The cells of charophytes are coenocytic (long siphonous tubes containing numerous chloroplasts and nuclei). In most species of Chara the stems may nonetheless be subdivided by a layer of thinner cells growing around the main axis, giving a "brick wall like" appearance on close examination. Observation of this corticating layer definitively identifies Chara. The examples shown contrast a corticated stem of Chara with a stem of Nitella.
Costae are thickened silica ribs (arrows) that cross the valve face of some diatoms. Unlike some diatom ornamentation, costae are usually easy to see in live material. Large image on the left: Meridion. The remaining images are species of Diatoma in valve and girdle views. Note that the thickenings appear as lines in valve view, and as dots in girdle view.
Cross walls are walls that subdivide a filament into smaller compartments. In many filaments these compartments are individual cells, each with a single nucleus (this is not the case in charophytes, for instance, the cells of which are coenocytic). The upper image shows Ulothrix, which has cross walls (arrows), whereas the lower specimen (Vaucheria) lacks them, except during reproduction.
Cytoplasm is the matrix within a cell. While tempting to view this as "jelly", it is actually much more complex, to enable transport of substances and facilitate cell division. It is, however, often difficult to visualise, except in special circumstances such as in Spirogyra, where most of the cell volume is vacuolar space, and the nucleus is suspended in the centre in strands of cytoplasm (arrow, left image), or in Haematococcus, in which the cell wall is connected to the cell membrane with similar strands (arrow, image on right).
Dinoflagellates are complex cells, with some of the components shown on this cell of Gymnodinium. There are two flagella, one of which encircles the cell and is housed in an equatorial groove called a cingulum, and the other emerges from the sulcus, a groove running perpendicular to the cingulum. The cell is enclosed in thecal plates; where these are well developed, the species is said to be "armoured" (Ceratium is an example).
In Chamaesiphon, a cyanobacterium, exospores (arrow) are produced by budding from the end of a short filament which is attached to a substrate (often another larger alga) at the other end.
An eyespot is a red-coloured spot (arrows), pigmented by carotenoids, that is thought to be involved in light perception. (It is also known as a stigma, but this should not be confused with an unrelated structure of the same name on some diatom frustules.) In Chlamydomonas (left), the eyespot occurs in the chloroplast. In Euglena (middle), the eyespot is large and well clear of the chloroplast. In Botrydiopsis (right, upper) each small chloroplast contains a tiny eyespot. In Tetraspora (right, upper) the eyespot occupies a similar position as in Chlamydomonas.

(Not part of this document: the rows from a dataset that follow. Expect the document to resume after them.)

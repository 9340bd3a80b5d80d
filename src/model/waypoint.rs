/*
 * Copyright (c) 2003-2023. Trevor Campbell and others.
 *
 * This file is part of Kelpie Flight Route.
 *
 * Kelpie Flight Route is free software; you can redistribute it and/or modify
 * it under the terms of the GNU General Public License as published by
 * the Free Software Foundation; either version 2 of the License, or
 * (at your option) any later version.
 *
 * Kelpie Flight Route is distributed in the hope that it will be useful,
 * but WITHOUT ANY WARRANTY; without even the implied warranty of
 * MERCHANTABILITY or FITNESS FOR A PARTICULAR PURPOSE.  See the
 * GNU General Public License for more details.
 *
 * You should have received a copy of the GNU General Public License
 * along with Kelpie Flight Route; if not, write to the Free Software
 * Foundation, Inc., 59 Temple Place, Suite 330, Boston, MA  02111-1307  USA
 *
 * Contributors:
 *      Trevor Campbell
 *
 */

use std::collections::BTreeMap;
use std::io::{Read, Write};

use geojson::{Feature, GeoJson};
use log::{debug, warn};

use crate::codec;
use crate::earth::coordinate::Coordinate;
use crate::model::leg::MIN_LEG_LENGTH;
use crate::model::properties::{
    category_description, description_keys, PropertyValue, KEY_CATEGORY, KEY_NAME, KEY_TYPE,
    TYPE_WAYPOINT,
};
use crate::util::distance_format::DistanceFormat;

/// A waypoint, such as an airfield, a navaid or a reporting point.
///
/// A waypoint is a coordinate plus the properties of the feature it was made
/// from ("CAT", "TYP", "NAM", "COD", ...). Waypoints are plain values: the
/// route and every leg hold their own copies.
#[derive(Debug, Clone, PartialEq, Default)]
pub struct Waypoint {
    coordinate: Coordinate,
    properties: BTreeMap<String, PropertyValue>,
}

impl Waypoint {
    /// Version of the serialized waypoint record
    pub const STREAM_VERSION: u16 = 5;

    /// A waypoint with an invalid coordinate and no properties.
    pub fn invalid() -> Self {
        Self::default()
    }

    /// A generic waypoint at the given position, with CAT="WP" and TYP="WP".
    pub fn from_coordinate(coordinate: Coordinate) -> Self {
        Self::default()
            .with_coordinate(coordinate)
            .with_property(KEY_CATEGORY, TYPE_WAYPOINT)
            .with_property(KEY_TYPE, TYPE_WAYPOINT)
    }

    /// Builds a waypoint from a GeoJSON point feature. Anything that is not a
    /// point feature gives an invalid waypoint.
    pub fn from_feature(feature: &Feature) -> Self {
        let position = match feature.geometry.as_ref().map(|g| &g.value) {
            Some(geojson::Value::Point(position)) if position.len() >= 2 => position,
            _ => {
                debug!("Feature has no point geometry");
                return Self::invalid();
            }
        };
        let coordinate = match position.get(2) {
            Some(altitude) => Coordinate::with_altitude(position[1], position[0], *altitude),
            None => Coordinate::new(position[1], position[0]),
        };
        if !coordinate.is_valid() {
            return Self::invalid();
        }

        let mut waypoint = Self::default().with_coordinate(coordinate);
        if let Some(properties) = &feature.properties {
            for (key, value) in properties {
                if let Some(value) = PropertyValue::from_json(value) {
                    waypoint.properties.insert(key.clone(), value);
                }
            }
        }
        waypoint
    }

    /// Parses GeoJSON text holding a single feature.
    pub fn from_geojson_str(text: &str) -> Self {
        match text.parse::<GeoJson>() {
            Ok(GeoJson::Feature(feature)) => Self::from_feature(&feature),
            Ok(_) => {
                warn!("GeoJSON waypoint is not a feature");
                Self::invalid()
            }
            Err(e) => {
                warn!("Unable to parse GeoJSON waypoint: {}", e);
                Self::invalid()
            }
        }
    }

    /// Reads a waypoint record. A wrong version tag or a truncated record
    /// gives an invalid waypoint, which the caller must discard.
    pub fn from_stream<R: Read>(stream: &mut R) -> Self {
        match Self::read_from(stream) {
            Ok(waypoint) => waypoint,
            Err(e) => {
                debug!("Unable to decode waypoint: {}", e);
                Self::invalid()
            }
        }
    }

    pub(crate) fn read_from<R: Read>(r: &mut R) -> codec::Result<Self> {
        codec::expect_version(r, Self::STREAM_VERSION)?;
        let latitude = codec::read_f64(r)?;
        let longitude = codec::read_f64(r)?;
        let altitude = codec::read_f64(r)?;
        let count = codec::read_u32(r)?;

        let mut properties = BTreeMap::new();
        for _ in 0..count {
            let key = codec::read_string(r)?;
            let value = PropertyValue::read_from(r)?;
            properties.insert(key, value);
        }
        Ok(Self {
            coordinate: Coordinate::with_altitude(latitude, longitude, altitude),
            properties,
        })
    }

    /// Serializes the waypoint: version, coordinate, then every property.
    pub fn write_to<W: Write>(&self, w: &mut W) -> codec::Result<()> {
        codec::write_u16(w, Self::STREAM_VERSION)?;
        codec::write_f64(w, self.coordinate.get_latitude())?;
        codec::write_f64(w, self.coordinate.get_longitude())?;
        codec::write_f64(w, self.coordinate.get_altitude().unwrap_or(f64::NAN))?;
        codec::write_u32(w, self.properties.len() as u32)?;
        for (key, value) in &self.properties {
            codec::write_string(w, key)?;
            value.write_to(w)?;
        }
        Ok(())
    }

    pub fn with_coordinate(mut self, coordinate: Coordinate) -> Self {
        self.coordinate = coordinate;
        self
    }

    pub fn with_property(mut self, key: &str, value: impl Into<PropertyValue>) -> Self {
        self.properties.insert(key.to_string(), value.into());
        self
    }

    pub fn coordinate(&self) -> &Coordinate {
        &self.coordinate
    }

    pub fn is_valid(&self) -> bool {
        self.coordinate.is_valid()
    }

    /// The property with the given name ("CAT", "TYP", "NAM", ...), if any.
    pub fn get(&self, key: &str) -> Option<&PropertyValue> {
        self.properties.get(key)
    }

    pub fn properties(&self) -> impl Iterator<Item = (&str, &PropertyValue)> {
        self.properties.iter().map(|(k, v)| (k.as_str(), v))
    }

    fn get_str(&self, key: &str) -> Option<&str> {
        self.get(key).and_then(PropertyValue::as_str)
    }

    pub fn get_name(&self) -> &str {
        self.get_str(KEY_NAME).unwrap_or("")
    }

    /// A name of the form "Karlsruhe (DVOR-DME)". Empty if the waypoint has
    /// no name.
    pub fn extended_name(&self) -> String {
        let name = self.get_name();
        if name.is_empty() {
            return String::new();
        }
        match category_description(self.get_str(KEY_TYPE), self.get_str(KEY_CATEGORY)) {
            Some(description) => format!("{} ({})", name, description),
            None => name.to_string(),
        }
    }

    /// Lines of the form "ICAO EDTF" for the properties relevant to the
    /// waypoint's category, in the category's order.
    pub fn tabular_description(&self) -> Vec<String> {
        description_keys(self.get_str(KEY_TYPE))
            .iter()
            .filter_map(|(key, label)| match self.get(key) {
                None | Some(PropertyValue::Null) => None,
                Some(value) => Some(format!("{} {}", label, value)),
            })
            .collect()
    }

    /// Describes the way from `position` to this waypoint, e.g.
    /// "65.2 NM • TC 276°". The course is left out when the two points
    /// practically coincide.
    pub fn way_from(&self, position: &Coordinate) -> String {
        if !self.is_valid() || !position.is_valid() {
            return String::new();
        }
        let distance = position.distance_to(&self.coordinate);
        let mut result = DistanceFormat::new("NM").format(&distance);
        if distance >= MIN_LEG_LENGTH {
            let course = position.bearing_to(&self.coordinate);
            result.push_str(&format!(" • TC {}°", course.to_normalized_deg().round() as i32 % 360));
        }
        result
    }
}

#[cfg(test)]
mod tests {
    use std::io::Cursor;

    use crate::codec;
    use crate::earth::coordinate::Coordinate;
    use crate::model::properties::PropertyValue;
    use crate::model::test_utils::{make_navaid, FEATURE_EDTF};

    use super::Waypoint;

    #[test]
    fn test_invalid() {
        let wp = Waypoint::invalid();
        assert!(!wp.is_valid());
        assert_eq!(wp.properties().count(), 0);
        assert_eq!(wp.extended_name(), "");
    }

    #[test]
    fn test_from_coordinate() {
        let wp = Waypoint::from_coordinate(Coordinate::new(48.0, 7.8));
        assert!(wp.is_valid());
        assert_eq!(wp.get("CAT"), Some(&PropertyValue::Text("WP".into())));
        assert_eq!(wp.get("TYP"), Some(&PropertyValue::Text("WP".into())));
        assert_eq!(wp.get("NAM"), None);
        assert_eq!(wp.extended_name(), "");
    }

    #[test]
    fn test_from_feature() {
        let wp = Waypoint::from_geojson_str(FEATURE_EDTF);
        assert!(wp.is_valid());
        assert_eq!(wp.coordinate().get_latitude(), 48.0225);
        assert_eq!(wp.coordinate().get_longitude(), 7.8325);
        assert_eq!(wp.coordinate().get_altitude(), Some(244.0));
        assert_eq!(wp.get("COD").and_then(|v| v.as_str()), Some("EDTF"));
        assert_eq!(wp.get("ELE"), Some(&PropertyValue::Integer(801)));
        // Arrays are not scalar properties
        assert_eq!(wp.get("RWY"), None);
        assert_eq!(wp.extended_name(), "Freiburg (Airfield, paved runway)");
    }

    #[test]
    fn test_malformed_feature() {
        assert!(!Waypoint::from_geojson_str("not json").is_valid());
        assert!(!Waypoint::from_geojson_str(r#"{"type": "FeatureCollection", "features": []}"#).is_valid());
        let line = r#"{"type": "Feature", "properties": {"NAM": "x"},
            "geometry": {"type": "LineString", "coordinates": [[7.0, 48.0], [8.0, 49.0]]}}"#;
        assert!(!Waypoint::from_geojson_str(line).is_valid());
        let outside = r#"{"type": "Feature", "properties": {},
            "geometry": {"type": "Point", "coordinates": [7.0, 98.0]}}"#;
        assert!(!Waypoint::from_geojson_str(outside).is_valid());
        let no_geometry = r#"{"type": "Feature", "properties": {}, "geometry": null}"#;
        assert!(!Waypoint::from_geojson_str(no_geometry).is_valid());
    }

    #[test]
    fn test_extended_name_navaid() {
        let wp = make_navaid("Karlsruhe", "KRH", "DVOR-DME", 49.0, 8.4);
        assert_eq!(wp.extended_name(), "Karlsruhe (DVOR-DME)");
    }

    #[test]
    fn test_tabular_description() {
        let wp = Waypoint::from_geojson_str(FEATURE_EDTF);
        assert_eq!(wp.tabular_description(), vec!["ICAO EDTF", "ELEV 801", "COM 119.000"]);
        let wp = make_navaid("Karlsruhe", "KRH", "DVOR-DME", 49.0, 8.4).with_property("MHz", "115.950");
        assert_eq!(wp.tabular_description(), vec!["ID KRH", "FREQ 115.950"]);
    }

    #[test]
    fn test_get_missing() {
        let wp = make_navaid("Karlsruhe", "KRH", "DVOR-DME", 49.0, 8.4);
        assert!(wp.get("XYZ").is_none());
    }

    #[test]
    fn test_stream() {
        let wp = Waypoint::from_geojson_str(FEATURE_EDTF).with_property("OPEN", true);
        let mut buf = Vec::new();
        wp.write_to(&mut buf).unwrap();
        let copy = Waypoint::from_stream(&mut Cursor::new(&buf));
        assert_eq!(copy, wp);

        // Every proper prefix of the record is incomplete
        for len in [0, 1, 2, 10, 26, buf.len() - 1] {
            let mut cursor = Cursor::new(&buf[..len]);
            assert!(!Waypoint::from_stream(&mut cursor).is_valid(), "prefix of {} bytes", len);
        }
    }

    #[test]
    fn test_stream_wrong_version() {
        let wp = Waypoint::from_coordinate(Coordinate::new(48.0, 7.8));
        let mut buf = Vec::new();
        wp.write_to(&mut buf).unwrap();
        buf[1] = 4;
        assert!(!Waypoint::from_stream(&mut Cursor::new(&buf)).is_valid());
    }

    #[test]
    fn test_stream_without_altitude() {
        let wp = Waypoint::from_coordinate(Coordinate::new(48.0, 7.8));
        let mut buf = Vec::new();
        wp.write_to(&mut buf).unwrap();
        let mut cursor = Cursor::new(&buf);
        assert_eq!(codec::read_u16(&mut cursor).unwrap(), Waypoint::STREAM_VERSION);
        let copy = Waypoint::from_stream(&mut Cursor::new(&buf));
        assert_eq!(copy.coordinate().get_altitude(), None);
        assert_eq!(copy, wp);
    }

    #[test]
    fn test_way_from() {
        let wp = Waypoint::from_coordinate(Coordinate::new(0.0, 1.0));
        assert_eq!(wp.way_from(&Coordinate::new(0.0, 0.0)), "60.0 NM • TC 90°");
        assert_eq!(wp.way_from(&Coordinate::new(0.0, 1.0)), "0.0 NM");
        assert_eq!(wp.way_from(&Coordinate::invalid()), "");
    }
}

Different types of branching occur in filamentous cyanobacteria. In false branching, there is an appearance of a branch, but the cells in one branch are not actually continuous with those of the other. This occurs in two main ways: double false branching (as in Scytonema, upper left) and single false branching (as in Tolypothrix, upper right and lower left); this kind of false branching often begins at a heterocyte. Both of these types of false branching can be readily distinguished from true branching, as show by Stigonema (lower right).
Fibulae are arch-shaped silica structures that support a canal, in which the raphe is housed in some pennate diatoms. They are clearly visible at the cell margin in Nitzschia, as shown here (arrows). Left, living material. Middle, a dead cleaned cell in which the fibulae are more obvious. Right, a transmission electron micrograph, in which the circled area is enlarged, and the nature of the fibulae clearly seen.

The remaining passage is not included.